O princípio geral em matéria de responsabilidade civil extracontratual é o consignado no artigo 483°, do Código Civil, segundo o qual "Aquele que com dolo ou mera culpa, violar ilicitamente o direito de outrem ou qualquer disposição legal destinada a proteger interesses alheios, fica obrigado a indemnizar o lesado pelos danos resultantes da violação".

Assim, para que haja obrigação de indemnizar é necessário que se verifiquem cumulativamente os seguintes requisitos: (1) facto voluntário - no sentido de controlável pela vontade humana; (2) ilicitude - reprovação da conduta do agente no plano geral e abstracto da lei, em contraposição à culpa que se reporta a um comportamento concreto; (3) culpa imputação do facto ao lesante, a título de dolo ou negligência, em qualquer das suas modalidades; (4) dano - todo o prejuízo, desvantagem ou perda que é causada nos bens jurídicos de carácter patrimonial ou não, podendo ser real (lesão causada no interesse juridicamente tutelado), patrimonial (reflexo do dano real na situação patrimonial do lesado, englobando danos emergentes e lucros cessantes), ou não patrimonial (o que é insusceptível de avaliação pecuniária, podendo apenas ser compensado); (5) nexo de causalidade - só há responsabilidade relativamente aos danos que o lesado provavelmente não sofreria se não fosse aquela conduta, estando entre nós consagrada a teoria da causalidade adequada.

Dos factos provados, conforme já supra analisados e enquadrados juridicamente, resultam preenchidos os requisitos ora aludidos, inexistindo dúvidas de que a actuação dos arguidos, analisada no seu todo, causaram prejuízo patrimonial ao demandante, para além de constituir ilícito penal, é também lesiva do património do mesmo.

Desta forma, são os demandados civilmente responsáveis pelos factos ilícitos por si praticados, e, consequentemente, respondem solidariamente pelos danos que hajam causado, nos termos dos artigos 483.° e 490.° do Código Civil.

Em matéria de danos patrimoniais rege o princípio da reposição natural, expresso no artigo 562.° do Código Civil, de acordo com o qual a reparação de um dano deve reconstituir a situação que existiria se não se tivesse verificado o evento que obriga à reparação.

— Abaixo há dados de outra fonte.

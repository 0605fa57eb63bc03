// libs/scheduling-cell/src/services/availability.rs
use std::collections::VecDeque;
use std::sync::Arc;

use chrono::{DateTime, Datelike, Duration, NaiveDate, Utc};
use chrono_tz::Tz;
use tracing::debug;

use crate::error::BookingError;
use crate::models::{
    AvailabilityQuery, AvailabilityResponse, Booking, BookingStatus, SessionType, Slot,
    TherapistScheduleConfig,
};
use crate::services::calendar::{clip_to_window, expand_with_buffer, local_date_span, overlaps, resolve_local};
use crate::store::SchedulingStore;

/// Free slots for one therapist and session type over a range.
///
/// Computing the value does no slot generation; iterating it walks the range one
/// local day at a time. Every call to [`AvailableSlots::iter`] restarts from the
/// first day and yields the same slots in the same order.
#[derive(Debug, Clone)]
pub struct AvailableSlots<'a> {
    config: &'a TherapistScheduleConfig,
    tz: Option<Tz>,
    session_length: Duration,
    step: Duration,
    buffer_minutes: u32,
    /// Buffered intervals of active bookings, sorted by start.
    blocked: Vec<(DateTime<Utc>, DateTime<Utc>)>,
    earliest_start: DateTime<Utc>,
    latest_start: DateTime<Utc>,
    range_end: DateTime<Utc>,
    first_day: NaiveDate,
    last_day: NaiveDate,
    exhausted: bool,
}

/// Compute the bookable slots for `session_type` between `range_start` and
/// `range_end` given the therapist's configuration and existing bookings.
///
/// Bookings of other therapists and bookings that are not pending/confirmed are
/// ignored. A malformed config (unknown timezone, zero duration) produces no
/// slots rather than an error.
pub fn compute_available_slots<'a>(
    config: &'a TherapistScheduleConfig,
    session_type: &SessionType,
    existing_bookings: &[Booking],
    range_start: DateTime<Utc>,
    range_end: DateTime<Utc>,
    now: DateTime<Utc>,
) -> AvailableSlots<'a> {
    let tz = config.tz();
    let session_length = session_type.length();
    let earliest_bookable = config.earliest_bookable(now);
    let horizon = config.booking_horizon(now);

    let exhausted = tz.is_none()
        || session_type.duration == 0
        || range_end <= range_start
        || range_start > horizon
        || range_end <= earliest_bookable;

    let mut blocked: Vec<_> = existing_bookings
        .iter()
        .filter(|booking| booking.therapist_id == config.therapist_id && booking.is_active())
        .map(|booking| expand_with_buffer(booking.start_datetime, booking.end_datetime, config.buffer_time))
        .collect();
    blocked.sort();

    // No slot starts after the horizon, so days past it are never walked.
    let scan_end = horizon
        .checked_add_signed(session_length)
        .map_or(range_end, |latest_end| range_end.min(latest_end));
    let (first_day, last_day) = match &tz {
        Some(tz) => local_date_span(tz, range_start, scan_end),
        None => (range_start.date_naive(), scan_end.date_naive()),
    };

    AvailableSlots {
        config,
        tz,
        session_length,
        step: session_length + config.buffer(),
        buffer_minutes: config.buffer_time,
        blocked,
        earliest_start: range_start.max(earliest_bookable),
        latest_start: horizon,
        range_end,
        first_day,
        last_day,
        exhausted,
    }
}

impl<'a> AvailableSlots<'a> {
    pub fn iter(&self) -> SlotIter<'_, 'a> {
        SlotIter {
            slots: self,
            next_day: (!self.exhausted).then_some(self.first_day),
            pending: VecDeque::new(),
        }
    }

    pub fn to_vec(&self) -> Vec<Slot> {
        self.iter().collect()
    }

    fn is_blocked(&self, start: DateTime<Utc>, end: DateTime<Utc>) -> bool {
        let (start, end) = expand_with_buffer(start, end, self.buffer_minutes);
        self.blocked
            .iter()
            .take_while(|(blocked_start, _)| *blocked_start < end)
            .any(|(blocked_start, blocked_end)| overlaps(start, end, *blocked_start, *blocked_end))
    }

    fn accepts(&self, slot: &Slot) -> bool {
        slot.start >= self.earliest_start
            && slot.start <= self.latest_start
            && slot.end <= self.range_end
            && !self.is_blocked(slot.start, slot.end)
    }

    /// Candidates for every working-hour window on `day`, in start order.
    fn slots_on(&self, day: NaiveDate) -> Vec<Slot> {
        let Some(tz) = &self.tz else {
            return Vec::new();
        };

        let mut slots = Vec::new();
        for window in self.config.windows_for(day.weekday()) {
            let (Some(window_start), Some(window_end)) = (
                resolve_local(tz, day, window.start_time),
                resolve_local(tz, day, window.end_time),
            ) else {
                continue;
            };

            let mut cursor = window_start;
            while clip_to_window(cursor, cursor + self.session_length, window_start, window_end) {
                let slot = Slot { start: cursor, end: cursor + self.session_length };
                if self.accepts(&slot) {
                    slots.push(slot);
                }
                cursor += self.step;
            }
        }

        slots.sort();
        slots
    }
}

impl<'s, 'a> IntoIterator for &'s AvailableSlots<'a> {
    type Item = Slot;
    type IntoIter = SlotIter<'s, 'a>;

    fn into_iter(self) -> Self::IntoIter {
        self.iter()
    }
}

pub struct SlotIter<'s, 'a> {
    slots: &'s AvailableSlots<'a>,
    next_day: Option<NaiveDate>,
    pending: VecDeque<Slot>,
}

impl Iterator for SlotIter<'_, '_> {
    type Item = Slot;

    fn next(&mut self) -> Option<Slot> {
        loop {
            if let Some(slot) = self.pending.pop_front() {
                return Some(slot);
            }

            let day = self.next_day.filter(|day| *day <= self.slots.last_day)?;
            self.next_day = day.succ_opt();
            self.pending.extend(self.slots.slots_on(day));
        }
    }
}

/// Why a specific requested interval cannot be booked regardless of other bookings.
#[derive(Debug, Clone, Copy, PartialEq, Eq)]
pub enum SlotRejection {
    OutsideWorkingHours,
    InsideNoticePeriod,
    BeyondBookingHorizon,
}

/// Check a requested interval against working hours, notice and horizon.
pub fn check_requested_slot(
    config: &TherapistScheduleConfig,
    start: DateTime<Utc>,
    end: DateTime<Utc>,
    now: DateTime<Utc>,
) -> Result<(), SlotRejection> {
    if start > config.booking_horizon(now) {
        return Err(SlotRejection::BeyondBookingHorizon);
    }

    let tz = config.tz().ok_or(SlotRejection::OutsideWorkingHours)?;
    let day = start.with_timezone(&tz).date_naive();

    let inside_window = config.windows_for(day.weekday()).any(|window| {
        match (resolve_local(&tz, day, window.start_time), resolve_local(&tz, day, window.end_time)) {
            (Some(window_start), Some(window_end)) => clip_to_window(start, end, window_start, window_end),
            _ => false,
        }
    });
    if !inside_window {
        return Err(SlotRejection::OutsideWorkingHours);
    }

    if start < config.earliest_bookable(now) {
        return Err(SlotRejection::InsideNoticePeriod);
    }

    Ok(())
}

/// Active bookings whose buffered interval overlaps the buffered request.
pub fn conflicting_bookings<'b>(
    config: &TherapistScheduleConfig,
    start: DateTime<Utc>,
    end: DateTime<Utc>,
    existing_bookings: &'b [Booking],
) -> Vec<&'b Booking> {
    let (start, end) = expand_with_buffer(start, end, config.buffer_time);

    existing_bookings
        .iter()
        .filter(|booking| booking.therapist_id == config.therapist_id && booking.is_active())
        .filter(|booking| {
            let (booked_start, booked_end) =
                expand_with_buffer(booking.start_datetime, booking.end_datetime, config.buffer_time);
            overlaps(start, end, booked_start, booked_end)
        })
        .collect()
}

/// Read side of scheduling: loads inputs from storage and runs the engine.
pub struct AvailabilityService {
    store: Arc<dyn SchedulingStore>,
}

impl AvailabilityService {
    pub fn new(store: Arc<dyn SchedulingStore>) -> Self {
        Self { store }
    }

    pub async fn get_available_slots(
        &self,
        query: &AvailabilityQuery,
        now: DateTime<Utc>,
    ) -> Result<AvailabilityResponse, BookingError> {
        debug!(
            "Calculating availability for therapist {} session type {} from {} to {}",
            query.therapist_id, query.session_type_id, query.from, query.to
        );

        if query.to <= query.from {
            return Err(BookingError::InvalidRequest("'to' must be after 'from'".to_string()));
        }

        let config = self
            .store
            .find_therapist_config(query.therapist_id)
            .await?
            .ok_or_else(|| BookingError::InvalidRequest(format!("Unknown therapist {}", query.therapist_id)))?;

        let session_type = self
            .store
            .find_session_type(query.session_type_id)
            .await?
            .filter(|session_type| session_type.therapist_id == query.therapist_id && session_type.is_active)
            .ok_or_else(|| {
                BookingError::InvalidRequest(format!("Unknown session type {}", query.session_type_id))
            })?;

        // Bookings ending up to one buffer before the range still block its start.
        let fetch_start = query.from.checked_sub_signed(config.buffer()).unwrap_or(query.from);
        let fetch_end = config
            .booking_horizon(now)
            .checked_add_signed(session_type.length() + config.buffer())
            .map_or(query.to, |latest| query.to.min(latest));

        let existing = self
            .store
            .find_bookings_for_therapist(query.therapist_id, fetch_start, fetch_end, &BookingStatus::ACTIVE)
            .await?;

        let slots = compute_available_slots(&config, &session_type, &existing, query.from, query.to, now).to_vec();

        debug!("Found {} available slots", slots.len());
        Ok(AvailabilityResponse {
            therapist_id: query.therapist_id,
            session_type_id: query.session_type_id,
            timezone: config.timezone.clone(),
            slots,
        })
    }
}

Excepcionalmente, quando a reconstituição natural não seja possível, não repare integralmente ou seja excessivamente onerosa para o devedor, há que lançar mão da indemnização em dinheiro, a fixar de acordo com a teoria da diferença, segundo a qual a indemnização tem como medida, em princípio, a diferença entre a situação patrimonial real do lesado na data mais recente que puder ser atendida pelo Tribunal e a situação hipotética que teria nessa data, se não tivesse ocorrido o facto lesivo gerador do dano - dr. artigo 566.° do Código Civil.

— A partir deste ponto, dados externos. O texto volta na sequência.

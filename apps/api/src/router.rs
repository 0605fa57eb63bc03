use std::sync::Arc;

use axum::{
    Router,
    routing::get,
};

use scheduling_cell::{scheduling_routes, SchedulingState};

pub fn create_router(state: Arc<SchedulingState>) -> Router {
    Router::new()
        .route("/", get(|| async { "Practice booking API is running!" }))
        .nest("/api", scheduling_routes(state))
}
use axum::{
    http::StatusCode,
    response::{IntoResponse, Response},
    Json,
};
use serde_json::json;
use thiserror::Error;

#[derive(Error, Debug)]
pub enum AppError {
    #[error("Authentication error: {0}")]
    Auth(String),

    #[error("Not Found: {0}")]
    NotFound(String),

    #[error("Invalid request: {0}")]
    InvalidRequest(String),

    #[error("Slot no longer available: {0}")]
    SlotNoLongerAvailable(String),

    #[error("Invalid status transition: {0}")]
    InvalidStatusTransition(String),

    #[error("Persistence error: {0}")]
    Persistence(String),

    #[error("Internal Server Error: {0}")]
    Internal(String),
}

impl AppError {
    /// Machine-readable rejection kind carried in the response body.
    pub fn kind(&self) -> &'static str {
        match self {
            AppError::Auth(_) => "unauthorized",
            AppError::NotFound(_) => "not_found",
            AppError::InvalidRequest(_) => "invalid_request",
            AppError::SlotNoLongerAvailable(_) => "slot_no_longer_available",
            AppError::InvalidStatusTransition(_) => "invalid_status_transition",
            AppError::Persistence(_) => "persistence_error",
            AppError::Internal(_) => "internal_error",
        }
    }

    pub fn status(&self) -> StatusCode {
        match self {
            AppError::Auth(_) => StatusCode::UNAUTHORIZED,
            AppError::NotFound(_) => StatusCode::NOT_FOUND,
            AppError::InvalidRequest(_) => StatusCode::BAD_REQUEST,
            AppError::SlotNoLongerAvailable(_) => StatusCode::CONFLICT,
            AppError::InvalidStatusTransition(_) => StatusCode::CONFLICT,
            AppError::Persistence(_) => StatusCode::SERVICE_UNAVAILABLE,
            AppError::Internal(_) => StatusCode::INTERNAL_SERVER_ERROR,
        }
    }

    pub fn is_retryable(&self) -> bool {
        matches!(self, AppError::SlotNoLongerAvailable(_) | AppError::Persistence(_))
    }

    fn message(&self) -> &str {
        match self {
            AppError::Auth(msg)
            | AppError::NotFound(msg)
            | AppError::InvalidRequest(msg)
            | AppError::SlotNoLongerAvailable(msg)
            | AppError::InvalidStatusTransition(msg)
            | AppError::Persistence(msg)
            | AppError::Internal(msg) => msg,
        }
    }
}

impl IntoResponse for AppError {
    fn into_response(self) -> Response {
        let status = self.status();

        if status.is_server_error() {
            tracing::error!("Error: {}: {}", status, self.message());
        } else {
            tracing::warn!("Rejected: {}: {}", status, self.message());
        }

        let mut body = json!({
            "error": self.kind(),
            "message": self.message(),
            "retryable": self.is_retryable(),
        });

        if let AppError::SlotNoLongerAvailable(_) = self {
            body["action"] = json!("refetch_availability");
        }

        (status, Json(body)).into_response()
    }
}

Conforme decorre do artigo 564.° do Código Civil, o dever de indemnizar compreende não só o prejuízo causado (dano emergente), como também os benefícios que o lesado deixou de obter em consequência da lesão (lucros cessantes).

Numa análise mais aproximada, podemos afirmar que o dano emergente corresponde à situação em que alguém em consequência da lesão vê frustrada uma utilidade que já tinha adquirido, pelo que se incluem nesta categoria os prejuízos directos - traduzidos na perda, destruição ou danificação de um bem - e as despesas directas, necessárias ou imediatas - que correspondem ao custo de prestação dos serviços alheios necessários quer para prestar o auxílio ou assistência quer para eliminar aspectos colaterais decorrentes do acto ilícito.

Por sua vez, o lucro cessante corresponde àquela situação em que é frustrada uma utilidade que o lesado iria adquirir se não fosse a lesão e abrange as vantagens ou benefícios que, segundo o curso normal das coisas ou de harmonia com as circunstâncias especiais do caso, o mesmo teria obtido nessas circunstâncias.

Decorre da factualidade apurada que em consequência da conduta dos arguidos, o demandante pagou a quantia monetária de € 10.200,00, bem como entregou uma máquina ao arguido AA com o valor atribuído por este de € 3.000,00.

Diz-nos o n.º 2 do artigo 566.° que a indemnização em dinheiro há-de ser fixada em função da diferença entre a situação patrimonial actual do lesado e a que teria se não existissem danos, estatuindo o n.º 3 que quando não for possível apurar o valor exacto dos danos o tribunal julgará equitativamente, dentro dos limites que tiver por provados.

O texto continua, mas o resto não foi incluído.